Simplex 单纯形算法的python

发布时间：2019-08-17 08:49:47编辑：auto阅读（1659）

相关理论知识参考 单纯形理论知识

算法可以在给定一个包含线性规划问题的标准形式的描述下，求解该线性规划问题。
例如某一个 pro.txt 文件内容如下:

6
3
3 -1 1 -2 0 0
2 1 0 1 1 0
-1 3 0 -3 0 1
-3 4 12
-7 7 -2 -1 -6 0

执行算法之后得到结果：

x_1 = 0.000000,x_2 = 0.000000,x_3 = 0.000000,x_4 = 1.500000,x_5 = 2.500000,x_6 = 16.500000
objective value is : -16.500000
1-th line constraint value is : -3.000000
2-th line constraint value is : 4.000000
3-th line constraint value is : 12.000000

代码如下：

#encoding=utf-8
__author__ = 'ysg'
import numpy as np #python 矩阵操作lib


class Simplex():

    def __init__(self):
        self._A = "" # 系数矩阵
        self._b = "" #
        self._c = '' #约束
        self._B = '' #基变量的下标集合
        self.row = 0 #约束个数

    def solve(self, filename):
        #读取文件内容，文件结构前两行分别为 变量数 和 约束条件个数
        #接下来是系数矩阵
        #然后是b数组
        #然后是约束条件c
        #假设线性规划形式是标准形式（都是等式）

        A = []
        b = []
        c = []
        with open(filename,'r') as f:
            self.var = int(f.readline())
            self.row = int(f.readline())

            for i in range(self.row):
                x =map(int, f.readline().strip().split(' '))
                A.append(x)
            b=(map(int, list(f.readline().split(' '))))
            c=(map(int, list(f.readline().split(' '))))

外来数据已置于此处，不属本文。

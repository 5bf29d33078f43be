//! Configuration loader.

use std::fs;
use std::path::Path;
use std::sync::LazyLock;

use regex::Regex;

use crate::error::ConfigError;
use crate::schema::Config;

static ENV_VAR: LazyLock<Regex> =
    LazyLock::new(|| Regex::new(r"\$\{([^}]+)\}").expect("valid env var regex"));

/// Configuration loader with environment variable substitution.
pub struct ConfigLoader;

impl ConfigLoader {
    /// Load configuration from a TOML file.
    pub fn load(path: &Path) -> Result<Config, ConfigError> {
        if !path.exists() {
            return Err(ConfigError::NotFound(path.display().to_string()));
        }
        let content = fs::read_to_string(path)?;
        Self::load_str(&content)
    }

    /// Load configuration from a string.
    pub fn load_str(content: &str) -> Result<Config, ConfigError> {
        let expanded = Self::expand_env_vars(content)?;
        let config: Config = toml::from_str(&expanded)?;
        Ok(config)
    }

    /// Load from `path` when it exists, otherwise fall back to defaults.
    pub fn load_or_default(path: &Path) -> Result<Config, ConfigError> {
        match Self::load(path) {
            Err(ConfigError::NotFound(_)) => Ok(Config::default()),
            other => other,
        }
    }

    /// Expand environment variables in the format `${VAR}`.
    ///
    /// Lines that are TOML comments are left untouched.
    fn expand_env_vars(content: &str) -> Result<String, ConfigError> {
        let mut out = String::with_capacity(content.len());
        for line in content.split_inclusive('\n') {
            if line.trim_start().starts_with('#') {
                out.push_str(line);
                continue;
            }
            let mut last = 0;
            for cap in ENV_VAR.captures_iter(line) {
                let Some(whole) = cap.get(0) else { continue };
                let var_name = &cap[1];
                let value = std::env::var(var_name)
                    .map_err(|_| ConfigError::EnvVarNotSet(var_name.to_string()))?;
                out.push_str(&line[last..whole.start()]);
                out.push_str(&value);
                last = whole.end();
            }
            out.push_str(&line[last..]);
        }
        Ok(out)
    }

    /// Expand shell-style paths (e.g., `~/.hookline`).
    pub fn expand_path(path: &str) -> String {
        shellexpand::tilde(path).to_string()
    }
}
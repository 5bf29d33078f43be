//! # Hookline Config
//!
//! Configuration management for the Hookline trigger host.

mod error;
mod loader;
mod schema;
mod validator;

pub use error::ConfigError;
pub use loader::ConfigLoader;
pub use schema::*;
pub use validator::{ConfigValidator, ValidationError, ValidationResult, ValidationWarning};
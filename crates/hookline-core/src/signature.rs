//! HMAC-SHA256 webhook signatures.

use hmac::{Hmac, Mac};
use sha2::Sha256;

use hookline_protocols::error::TriggerDispatchError;

type HmacSha256 = Hmac<Sha256>;

/// Header carrying `sha256=<hex digest>` of the raw body.
pub const SIGNATURE_HEADER: &str = "x-hookline-signature";

const SCHEME_PREFIX: &str = "sha256=";

/// Compute the header value for `body`.
pub fn sign_body(secret: &str, body: &[u8]) -> String {
    let mut mac = mac_for(secret);
    mac.update(body);
    format!("{SCHEME_PREFIX}{}", hex::encode(mac.finalize().into_bytes()))
}

/// Verify a signature header value against `body` in constant time.
pub fn verify_signature(
    secret: &str,
    body: &[u8],
    header: Option<&str>,
) -> Result<(), TriggerDispatchError> {
    let digest = header
        .map(str::trim)
        .and_then(|h| h.strip_prefix(SCHEME_PREFIX))
        .and_then(|h| hex::decode(h).ok())
        .ok_or(TriggerDispatchError::SignatureMismatch)?;

    let mut mac = mac_for(secret);
    mac.update(body);
    mac.verify_slice(&digest)
        .map_err(|_| TriggerDispatchError::SignatureMismatch)
}

fn mac_for(secret: &str) -> HmacSha256 {
    // HMAC accepts keys of any length.
    match HmacSha256::new_from_slice(secret.as_bytes()) {
        Ok(mac) => mac,
        Err(_) => unreachable!("hmac accepts any key length"),
    }
}
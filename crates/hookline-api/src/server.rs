//! API server implementation.

use std::net::SocketAddr;
use std::sync::Arc;

use tokio::net::TcpListener;
use tokio::sync::watch;
use tracing::info;

use crate::http::routes::create_router;
use crate::state::AppState;

/// Listen address of the API server.
#[derive(Debug, Clone)]
pub struct ServerSettings {
    pub host: String,
    pub port: u16,
}

impl ServerSettings {
    pub fn new(host: impl Into<String>, port: u16) -> Self {
        Self {
            host: host.into(),
            port,
        }
    }

    /// `host:port`.
    pub fn addr(&self) -> String {
        format!("{}:{}", self.host, self.port)
    }
}

impl Default for ServerSettings {
    fn default() -> Self {
        Self {
            host: "127.0.0.1".to_string(),
            port: 8080,
        }
    }
}

/// The API server.
pub struct ApiServer {
    settings: ServerSettings,
    state: Arc<AppState>,
}

impl ApiServer {
    pub fn new(settings: ServerSettings, state: Arc<AppState>) -> Self {
        Self { settings, state }
    }

    pub fn addr(&self) -> String {
        self.settings.addr()
    }

    pub fn state(&self) -> &Arc<AppState> {
        &self.state
    }

    /// Serve until `shutdown` changes.
    pub async fn run(
        &self,
        mut shutdown: watch::Receiver<bool>,
    ) -> Result<(), Box<dyn std::error::Error>> {
        let app = create_router(self.state.clone());

        let addr: SocketAddr = self.addr().parse()?;
        let listener = TcpListener::bind(addr).await?;

        info!("API server listening on {}", addr);
        axum::serve(listener, app)
            .with_graceful_shutdown(async move {
                let _ = shutdown.changed().await;
            })
            .await?;

        info!("API server stopped");
        Ok(())
    }
}
//! Credential validation errors.

use thiserror::Error;

/// Raised when provider credentials are rejected at setup time.
///
/// Blocks activation of the provider; nothing else may be called until the
/// credentials validate.
#[derive(Debug, Error)]
pub enum CredentialValidationError {
    #[error("Missing credential: {0}")]
    Missing(String),

    #[error("Invalid credential {field}: {reason}")]
    Invalid { field: String, reason: String },

    #[error("Credentials rejected by upstream: {0}")]
    Rejected(String),

    #[error("Credential check failed: {0}")]
    CheckFailed(String),
}
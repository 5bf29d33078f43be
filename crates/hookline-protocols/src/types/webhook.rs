//! Inbound webhook requests and the acknowledgments returned to senders.

use serde::{Deserialize, Serialize};
use std::collections::HashMap;

use crate::error::TriggerDispatchError;

/// An inbound HTTP call to a subscription endpoint.
///
/// Header names are stored lowercased.
#[derive(Debug, Clone, Default)]
pub struct WebhookRequest {
    pub method: String,
    pub path: String,
    pub headers: HashMap<String, String>,
    pub query: HashMap<String, String>,
    pub body: Vec<u8>,
}

impl WebhookRequest {
    /// Create a POST request with the given body.
    pub fn new(body: impl Into<Vec<u8>>) -> Self {
        Self {
            method: "POST".to_string(),
            path: "/".to_string(),
            headers: HashMap::new(),
            query: HashMap::new(),
            body: body.into(),
        }
    }

    pub fn with_method(mut self, method: impl Into<String>) -> Self {
        self.method = method.into();
        self
    }

    pub fn with_path(mut self, path: impl Into<String>) -> Self {
        self.path = path.into();
        self
    }

    pub fn with_header(mut self, key: impl AsRef<str>, value: impl Into<String>) -> Self {
        self.headers
            .insert(key.as_ref().to_ascii_lowercase(), value.into());
        self
    }

    pub fn with_query(mut self, key: impl Into<String>, value: impl Into<String>) -> Self {
        self.query.insert(key.into(), value.into());
        self
    }

    /// Case-insensitive header lookup.
    pub fn header(&self, name: &str) -> Option<&str> {
        self.headers
            .get(&name.to_ascii_lowercase())
            .map(String::as_str)
    }

    /// Parse an HTTP/1.1 request message: request line, headers, a blank
    /// line, then the body. `Content-Length`, when present, bounds the body.
    pub fn from_raw(raw: &str) -> Result<Self, TriggerDispatchError> {
        let (head, body) = split_head(raw);

        let mut lines = head.lines().map(|l| l.trim_end_matches('\r'));
        let request_line = lines
            .next()
            .filter(|l| !l.trim().is_empty())
            .ok_or_else(|| TriggerDispatchError::MalformedRequest("missing request line".into()))?;

        let mut parts = request_line.split_whitespace();
        let method = parts
            .next()
            .ok_or_else(|| TriggerDispatchError::MalformedRequest("missing method".into()))?;
        let target = parts
            .next()
            .ok_or_else(|| TriggerDispatchError::MalformedRequest("missing request target".into()))?;

        let (path, query_str) = target.split_once('?').unwrap_or((target, ""));
        let query = url::form_urlencoded::parse(query_str.as_bytes())
            .into_owned()
            .collect();

        let mut headers = HashMap::new();
        for line in lines {
            if line.is_empty() {
                continue;
            }
            let (name, value) = line.split_once(':').ok_or_else(|| {
                TriggerDispatchError::MalformedRequest(format!("invalid header line: {line}"))
            })?;
            headers.insert(name.trim().to_ascii_lowercase(), value.trim().to_string());
        }

        let mut body = body.as_bytes().to_vec();
        if let Some(len) = headers
            .get("content-length")
            .and_then(|v| v.parse::<usize>().ok())
        {
            body.truncate(len);
        }

        Ok(Self {
            method: method.to_ascii_uppercase(),
            path: path.to_string(),
            headers,
            query,
            body,
        })
    }
}

fn split_head(raw: &str) -> (&str, &str) {
    if let Some(idx) = raw.find("\r\n\r\n") {
        (&raw[..idx], &raw[idx + 4..])
    } else if let Some(idx) = raw.find("\n\n") {
        (&raw[..idx], &raw[idx + 2..])
    } else {
        (raw, "")
    }
}

/// The HTTP response relayed verbatim to the webhook sender.
#[derive(Debug, Clone, PartialEq, Eq, Serialize, Deserialize)]
pub struct WebhookResponse {
    pub status: u16,
    pub content_type: String,
    pub body: String,
}

impl WebhookResponse {
    /// A JSON response with the given status.
    pub fn json(status: u16, body: &serde_json::Value) -> Self {
        Self {
            status,
            content_type: "application/json".to_string(),
            body: body.to_string(),
        }
    }

    /// The default acknowledgment: `200 {"status": "ok"}`.
    pub fn acknowledged() -> Self {
        Self::json(200, &serde_json::json!({ "status": "ok" }))
    }

    /// A JSON error body with the given status.
    pub fn error(status: u16, message: impl Into<String>) -> Self {
        Self::json(
            status,
            &serde_json::json!({ "status": "error", "message": message.into() }),
        )
    }

    pub fn is_success(&self) -> bool {
        (200..300).contains(&self.status)
    }
}

impl Default for WebhookResponse {
    fn default() -> Self {
        Self::acknowledged()
    }
}

#[cfg(test)]
#[path = "webhook_tests.rs"]
mod tests;
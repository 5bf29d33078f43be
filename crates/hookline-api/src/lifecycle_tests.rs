use super::*;

use std::sync::atomic::Ordering;

use crate::test_support::{EVENT, PROVIDER, test_state};

fn request(id: &str) -> CreateSubscriptionRequest {
    CreateSubscriptionRequest {
        id: Some(id.to_string()),
        events: vec!["my-event-type.created".to_string()],
        ..Default::default()
    }
}

#[tokio::test]
async fn test_create_stores_subscription() {
    let (state, constructor) = test_state();

    let stored = create(&state, request("orders")).await.unwrap();
    assert_eq!(stored.provider, PROVIDER);
    assert_eq!(stored.subscription.endpoint, "https://hooks.test/triggers/orders");
    assert_eq!(stored.subscription.external_id(), Some("ext-1"));
    assert_eq!(stored.subscription.events(), vec!["my-event-type.created"]);
    assert!(state.store.contains("orders"));
    assert_eq!(constructor.created.load(Ordering::SeqCst), 1);
}

#[tokio::test]
async fn test_create_generates_id() {
    let (state, _) = test_state();
    let stored = create(&state, CreateSubscriptionRequest::default()).await.unwrap();
    assert!(!stored.id.is_empty());
    assert!(state.store.contains(&stored.id));
}

#[tokio::test]
async fn test_create_keeps_event_parameters() {
    let (state, _) = test_state();
    let mut params = Parameters::new();
    params.insert("sample_filter".to_string(), "urgent".into());
    let mut req = request("filtered");
    req.event_parameters.insert(EVENT.to_string(), params);

    let stored = create(&state, req).await.unwrap();
    assert_eq!(
        stored.parameters_for(EVENT).get("sample_filter"),
        Some(&serde_json::json!("urgent"))
    );
    assert!(stored.parameters_for("other").is_empty());
}

#[tokio::test]
async fn test_create_rejects_duplicate_id() {
    let (state, constructor) = test_state();
    create(&state, request("dup")).await.unwrap();

    let err = create(&state, request("dup")).await.unwrap_err();
    assert!(matches!(err, ApiError::SubscriptionExists(_)));
    assert_eq!(constructor.created.load(Ordering::SeqCst), 1);
}

#[tokio::test]
async fn test_create_rejects_bad_id() {
    let (state, _) = test_state();
    let err = create(&state, request("a/b")).await.unwrap_err();
    assert!(matches!(err, ApiError::InvalidRequest(_)));
    let err = create(&state, request("")).await.unwrap_err();
    assert!(matches!(err, ApiError::InvalidRequest(_)));
    for id in ["a?b", "a#b", "a%20b", "a b"] {
        let err = create(&state, request(id)).await.unwrap_err();
        assert!(matches!(err, ApiError::InvalidRequest(_)), "{id} accepted");
    }
    assert!(state.store.is_empty());
}

#[tokio::test]
async fn test_create_unknown_provider() {
    let (state, _) = test_state();
    let mut req = request("x");
    req.provider = Some("nope".to_string());
    let err = create(&state, req).await.unwrap_err();
    assert!(matches!(err, ApiError::Registry(_)));
    assert!(state.store.is_empty());
}

#[tokio::test]
async fn test_refresh_extends_lease() {
    let (state, constructor) = test_state();
    let created = create(&state, request("lease")).await.unwrap();

    let refreshed = refresh(&state, "lease").await.unwrap();
    assert!(refreshed.subscription.expires_at > created.subscription.expires_at);
    assert!(refreshed.refreshed_at.is_some());
    assert_eq!(refreshed.subscription.external_id(), Some("ext-1"));
    assert_eq!(constructor.refreshed.load(Ordering::SeqCst), 1);
}

#[tokio::test]
async fn test_refresh_missing() {
    let (state, _) = test_state();
    let err = refresh(&state, "ghost").await.unwrap_err();
    assert!(matches!(err, ApiError::SubscriptionNotFound(_)));
}

#[tokio::test]
async fn test_refresh_expired_upstream_surfaces_error() {
    let (state, constructor) = test_state();
    create(&state, request("gone")).await.unwrap();
    constructor.forget_upstream.store(true, Ordering::SeqCst);

    let err = refresh(&state, "gone").await.unwrap_err();
    assert!(matches!(err, ApiError::Subscription(SubscriptionError::Expired(_))));
}

#[tokio::test]
async fn test_refresh_or_recreate_recreates() {
    let (state, constructor) = test_state();
    create(&state, request("again")).await.unwrap();
    constructor.forget_upstream.store(true, Ordering::SeqCst);

    let stored = refresh_or_recreate(&state, "again").await.unwrap();
    assert_eq!(stored.subscription.external_id(), Some("ext-2"));
    assert_eq!(stored.subscription.endpoint, "https://hooks.test/triggers/again");
    assert_eq!(stored.subscription.events(), vec!["my-event-type.created"]);
    assert_eq!(constructor.created.load(Ordering::SeqCst), 2);
}

#[tokio::test]
async fn test_recreate_after_delete_drops_new_registration() {
    let (state, constructor) = test_state();
    create(&state, request("raced")).await.unwrap();
    let stored = state.store.remove("raced").unwrap();

    let err = recreate_stored(&state, &stored).await.unwrap_err();
    assert!(matches!(err, ApiError::SubscriptionNotFound(_)));
    assert_eq!(constructor.created.load(Ordering::SeqCst), 2);
    assert_eq!(constructor.deleted.load(Ordering::SeqCst), 1);
    assert!(!state.store.contains("raced"));
}

#[tokio::test]
async fn test_refresh_or_recreate_plain_refresh() {
    let (state, constructor) = test_state();
    create(&state, request("plain")).await.unwrap();

    let stored = refresh_or_recreate(&state, "plain").await.unwrap();
    assert_eq!(stored.subscription.external_id(), Some("ext-1"));
    assert_eq!(constructor.created.load(Ordering::SeqCst), 1);
}

#[tokio::test]
async fn test_delete_removes_record() {
    let (state, constructor) = test_state();
    create(&state, request("bye")).await.unwrap();

    let result = delete(&state, "bye").await.unwrap();
    assert!(result.success);
    assert!(!state.store.contains("bye"));
    assert_eq!(constructor.deleted.load(Ordering::SeqCst), 1);
}

#[tokio::test]
async fn test_delete_upstream_failure_still_removes() {
    let (state, constructor) = test_state();
    create(&state, request("sticky")).await.unwrap();
    constructor.fail_delete.store(true, Ordering::SeqCst);

    let result = delete(&state, "sticky").await.unwrap();
    assert!(!result.success);
    assert!(!state.store.contains("sticky"));
}

#[tokio::test]
async fn test_delete_missing() {
    let (state, _) = test_state();
    let err = delete(&state, "ghost").await.unwrap_err();
    assert!(matches!(err, ApiError::SubscriptionNotFound(_)));
}
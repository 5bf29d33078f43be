//! Per-call trigger context.

use crate::types::{CredentialType, Credentials};

/// Context threaded through every lifecycle and dispatch call.
///
/// Carries the credentials explicitly instead of relying on ambient state.
#[derive(Debug, Clone)]
pub struct TriggerContext {
    /// Provider name, used for log correlation.
    pub provider: String,

    /// Credentials validated at provider setup.
    pub credentials: Credentials,

    /// How the credentials were obtained.
    pub credential_type: CredentialType,

    /// Correlation ID for tracing.
    pub correlation_id: String,
}

impl TriggerContext {
    /// Create a new context with a fresh correlation ID.
    pub fn new(
        provider: impl Into<String>,
        credentials: Credentials,
        credential_type: CredentialType,
    ) -> Self {
        Self {
            provider: provider.into(),
            credentials,
            credential_type,
            correlation_id: uuid::Uuid::new_v4().to_string(),
        }
    }

    /// Replace the correlation ID, e.g. with one taken from a request header.
    pub fn with_correlation_id(mut self, id: impl Into<String>) -> Self {
        self.correlation_id = id.into();
        self
    }

    /// A span carrying provider and correlation id.
    pub fn span(&self, operation: &'static str) -> tracing::Span {
        tracing::info_span!(
            "trigger",
            operation,
            provider = %self.provider,
            correlation_id = %self.correlation_id,
        )
    }
}

#[cfg(test)]
mod tests {
    use super::*;

    #[test]
    fn test_context_new() {
        let ctx = TriggerContext::new(
            "github",
            Credentials::new().with("api_key", "k"),
            CredentialType::ApiKey,
        );
        assert_eq!(ctx.provider, "github");
        assert_eq!(ctx.credential_type, CredentialType::ApiKey);
        assert!(!ctx.correlation_id.is_empty());
    }

    #[test]
    fn test_context_unique_correlation_ids() {
        let a = TriggerContext::new("p", Credentials::new(), CredentialType::Unauthorized);
        let b = TriggerContext::new("p", Credentials::new(), CredentialType::Unauthorized);
        assert_ne!(a.correlation_id, b.correlation_id);
    }

    #[test]
    fn test_with_correlation_id() {
        let ctx = TriggerContext::new("p", Credentials::new(), CredentialType::Unauthorized)
            .with_correlation_id("req-42");
        assert_eq!(ctx.correlation_id, "req-42");
    }
}
//! # Hookline API
//!
//! HTTP host for trigger providers.
//!
//! - **Webhooks**: `ANY /triggers/{id}` receives upstream deliveries and
//!   dispatches them through the subscription's provider
//! - **Subscriptions**: admin routes to create, inspect, refresh and delete
//!   host-owned subscriptions
//! - **Plugin protocol**: `POST /plugin/trigger/{action}` exposes every
//!   provider operation as JSON
//! - **Lease refresher**: background task keeping subscriptions alive

pub mod error;
pub mod http;
pub mod lifecycle;
pub mod refresher;
pub mod server;
pub mod state;
pub mod store;

#[cfg(test)]
pub(crate) mod test_support;

pub use error::ApiError;
pub use http::routes::create_router;
pub use refresher::LeaseRefresher;
pub use server::{ApiServer, ServerSettings};
pub use state::{AppState, EmittedEvent, ProviderCredentials};
pub use store::{StoredSubscription, SubscriptionStore};
//! HTTP route definitions.

use std::sync::Arc;

use axum::{
    Router,
    routing::{any, get, post},
};
use tower_http::trace::TraceLayer;

use crate::http::{health, host, subscriptions, webhook};
use crate::state::AppState;

/// Create the main router.
///
/// ## Route Structure
///
/// ```text
/// /triggers
///   ANY    /triggers/{id}              - Inbound webhook delivery
///
/// /subscriptions
///   GET    /subscriptions              - List subscriptions
///   POST   /subscriptions              - Create subscription
///   GET    /subscriptions/{id}         - Get subscription
///   POST   /subscriptions/{id}/refresh - Extend lease
///   DELETE /subscriptions/{id}         - Delete subscription
///
/// /plugin/trigger
///   POST   /plugin/trigger/validate_credentials
///   POST   /plugin/trigger/subscribe
///   POST   /plugin/trigger/refresh
///   POST   /plugin/trigger/unsubscribe
///   POST   /plugin/trigger/dispatch_event
///   POST   /plugin/trigger/invoke_event
///
/// /providers - Registered provider declarations
/// /health    - Health check
/// ```
pub fn create_router(state: Arc<AppState>) -> Router {
    let trigger_routes = Router::new()
        .route("/{id}", any(webhook::handle_webhook))
        .with_state(state.clone());

    let subscription_routes = Router::new()
        .route(
            "/",
            get(subscriptions::list_subscriptions).post(subscriptions::create_subscription),
        )
        .route(
            "/{id}",
            get(subscriptions::get_subscription).delete(subscriptions::delete_subscription),
        )
        .route("/{id}/refresh", post(subscriptions::refresh_subscription))
        .with_state(state.clone());

    let plugin_routes = Router::new()
        .route("/validate_credentials", post(host::validate_credentials))
        .route("/subscribe", post(host::subscribe))
        .route("/refresh", post(host::refresh))
        .route("/unsubscribe", post(host::unsubscribe))
        .route("/dispatch_event", post(host::dispatch_event))
        .route("/invoke_event", post(host::invoke_event))
        .with_state(state.clone());

    let monitoring_routes = Router::new()
        .route("/health", get(health::health_check))
        .route("/providers", get(health::list_providers))
        .with_state(state);

    Router::new()
        .nest("/triggers", trigger_routes)
        .nest("/subscriptions", subscription_routes)
        .nest("/plugin/trigger", plugin_routes)
        .merge(monitoring_routes)
        .layer(TraceLayer::new_for_http())
}

#[cfg(test)]
#[path = "routes_tests.rs"]
mod tests;
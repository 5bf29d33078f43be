//! Unsubscribe errors.

use thiserror::Error;

/// Raised only when a local precondition prevents even attempting the
/// upstream teardown. Upstream failures are reported through
/// [`crate::types::UnsubscribeResult`] instead.
#[derive(Debug, Error)]
pub enum UnsubscribeError {
    #[error("Subscription is missing required property: {0}")]
    MissingProperty(String),

    #[error("Invalid subscription property {key}: {reason}")]
    InvalidProperty { key: String, reason: String },
}
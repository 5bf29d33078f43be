//! Provider, upstream and lease refresh configuration.

use hookline_protocols::types::{CredentialType, Credentials};
use serde::{Deserialize, Serialize};

use super::default_true;

/// Trigger provider identity and credentials.
#[derive(Debug, Clone, Serialize, Deserialize)]
pub struct ProviderConfig {
    #[serde(default = "default_provider_name")]
    pub name: String,

    #[serde(default = "default_author")]
    pub author: String,

    #[serde(default = "default_credential_type")]
    pub credential_type: CredentialType,

    /// Credential values, usually `${VAR}` references.
    #[serde(default)]
    pub credentials: Credentials,
}

impl Default for ProviderConfig {
    fn default() -> Self {
        Self {
            name: default_provider_name(),
            author: default_author(),
            credential_type: default_credential_type(),
            credentials: Credentials::default(),
        }
    }
}

fn default_provider_name() -> String {
    "example".to_string()
}

fn default_author() -> String {
    "hookline".to_string()
}

fn default_credential_type() -> CredentialType {
    CredentialType::ApiKey
}

/// Upstream service that owns webhook registrations.
#[derive(Debug, Clone, Serialize, Deserialize)]
pub struct UpstreamConfig {
    #[serde(default = "default_base_url")]
    pub base_url: String,

    /// Per-request timeout.
    #[serde(default = "default_timeout_seconds")]
    pub timeout_seconds: u64,

    /// Lease granted when the upstream reports no expiry.
    #[serde(default = "default_lease_seconds")]
    pub lease_seconds: u64,
}

impl Default for UpstreamConfig {
    fn default() -> Self {
        Self {
            base_url: default_base_url(),
            timeout_seconds: default_timeout_seconds(),
            lease_seconds: default_lease_seconds(),
        }
    }
}

fn default_base_url() -> String {
    "http://127.0.0.1:9000".to_string()
}

fn default_timeout_seconds() -> u64 {
    30
}

fn default_lease_seconds() -> u64 {
    7 * 24 * 60 * 60
}

/// Background lease refresher.
#[derive(Debug, Clone, Serialize, Deserialize)]
pub struct RefreshConfig {
    #[serde(default = "default_true")]
    pub enabled: bool,

    #[serde(default = "default_check_interval")]
    pub check_interval_secs: u64,

    /// Refresh once fewer than this many seconds remain on a lease.
    #[serde(default = "default_refresh_before")]
    pub refresh_before_secs: u64,
}

impl Default for RefreshConfig {
    fn default() -> Self {
        Self {
            enabled: default_true(),
            check_interval_secs: default_check_interval(),
            refresh_before_secs: default_refresh_before(),
        }
    }
}

fn default_check_interval() -> u64 {
    60
}

fn default_refresh_before() -> u64 {
    3600
}
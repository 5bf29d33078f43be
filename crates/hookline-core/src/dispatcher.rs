//! Inbound event dispatch.

use async_trait::async_trait;
use tracing::{Instrument, debug};

use hookline_protocols::error::TriggerDispatchError;
use hookline_protocols::trigger::{Trigger, TriggerContext};
use hookline_protocols::types::{
    EventDispatch, PROPERTY_WEBHOOK_SECRET, Subscription, WebhookRequest, WebhookResponse,
};

use crate::classify::EventClassifier;
use crate::payload::extract_payload;
use crate::signature::{SIGNATURE_HEADER, verify_signature};

/// [`Trigger`] that verifies, parses and classifies webhook requests.
///
/// Every valid request is acknowledged with `200 {"status":"ok"}`, whether or
/// not any rule matched.
#[derive(Debug, Clone, Default)]
pub struct EventDispatcher {
    classifier: EventClassifier,
}

impl EventDispatcher {
    pub fn new(classifier: EventClassifier) -> Self {
        Self { classifier }
    }

    pub fn classifier(&self) -> &EventClassifier {
        &self.classifier
    }

    fn dispatch(
        &self,
        subscription: &Subscription,
        request: &WebhookRequest,
    ) -> Result<EventDispatch, TriggerDispatchError> {
        if let Some(secret) = subscription.property_str(PROPERTY_WEBHOOK_SECRET) {
            verify_signature(secret, &request.body, request.header(SIGNATURE_HEADER))?;
        }

        let payload = extract_payload(&request.body)?;
        let events = self.classifier.classify(&payload);
        debug!(events = ?events, "Classified webhook payload");

        Ok(EventDispatch::new(events, WebhookResponse::acknowledged()).with_payload(payload))
    }
}

#[async_trait]
impl Trigger for EventDispatcher {
    async fn dispatch_event(
        &self,
        ctx: &TriggerContext,
        subscription: &Subscription,
        request: &WebhookRequest,
    ) -> Result<EventDispatch, TriggerDispatchError> {
        let span = ctx.span("dispatch_event");
        async {
            let result = self.dispatch(subscription, request);
            if let Err(ref e) = result {
                debug!(error = %e, "Rejected webhook request");
            }
            result
        }
        .instrument(span)
        .await
    }
}

#[cfg(test)]
#[path = "dispatcher_tests.rs"]
mod tests;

        self._A = np.array(A, dtype=float)
        self._b = np.array(b, dtype=float)
        self._c = np.array(c, dtype=float)
        # self._A = np.array([[3,-1,1,-2,0,0],[2,1,0,1,1,0],[-1,3,0,-3,0,1]],dtype=float)
        # self._b = np.array([-3,4,12],dtype=float)
        # self._c = np.array([-7, 7, -2, -1, -6, 0],dtype=float)
        self._B = list()
        self.row = len(self._b)
        self.var = len(self._c)
        (x,obj) = self.Simplex(self._A,self._b,self._c)
        self.pprint(x,obj,A)


    def pprint(self,x,obj,A):
        px = ['x_%d = %f'%(i+1,x[i]) for i in range(len(x))]
        print ','.join(px)
        print ('objective value is : %f'% obj)
        print '------------------------------'
        for i in range(len(A)):
            print '%d-th line constraint value is : %f' % (i+1, x.dot(A[i]))

    #添加人工变量得到一个初始解
    def InitializeSimplex(self,A,b):

        b_min, min_pos = (np.min(b), np.argmin(b))  # 得到最小bi

        #将bi全部转化成正数
        if (b_min < 0):
            for i in range(self.row):
                if i != min_pos:
                    A[i] = A[i] - A[min_pos]
                    b[i] = b[i] - b[min_pos]
            A[min_pos] = A[min_pos]*-1
            b[min_pos] = b[min_pos]*-1

        #添加松弛变量
        slacks = np.eye(self.row)
        A = np.concatenate((A,slacks),axis=1)
        c = np.concatenate((np.zeros(self.var),np.ones(self.row)),axis=1)
        # 松弛变量全部加入基,初始解为b
        new_B = [i + self.var for i in range(self.row)]

        #辅助方程的目标函数值
        obj = np.sum(b)

        c = c[new_B].reshape(1,-1).dot(A) - c
        c = c[0]
        #entering basis
        e= np.argmax(c)

        while c[e] > 0:
            theta = []
            for i in range(len(b)):
                if A[i][e] > 0:
                    theta.append(b[i]/A[i][e])
                else:
                    theta.append(float("inf"))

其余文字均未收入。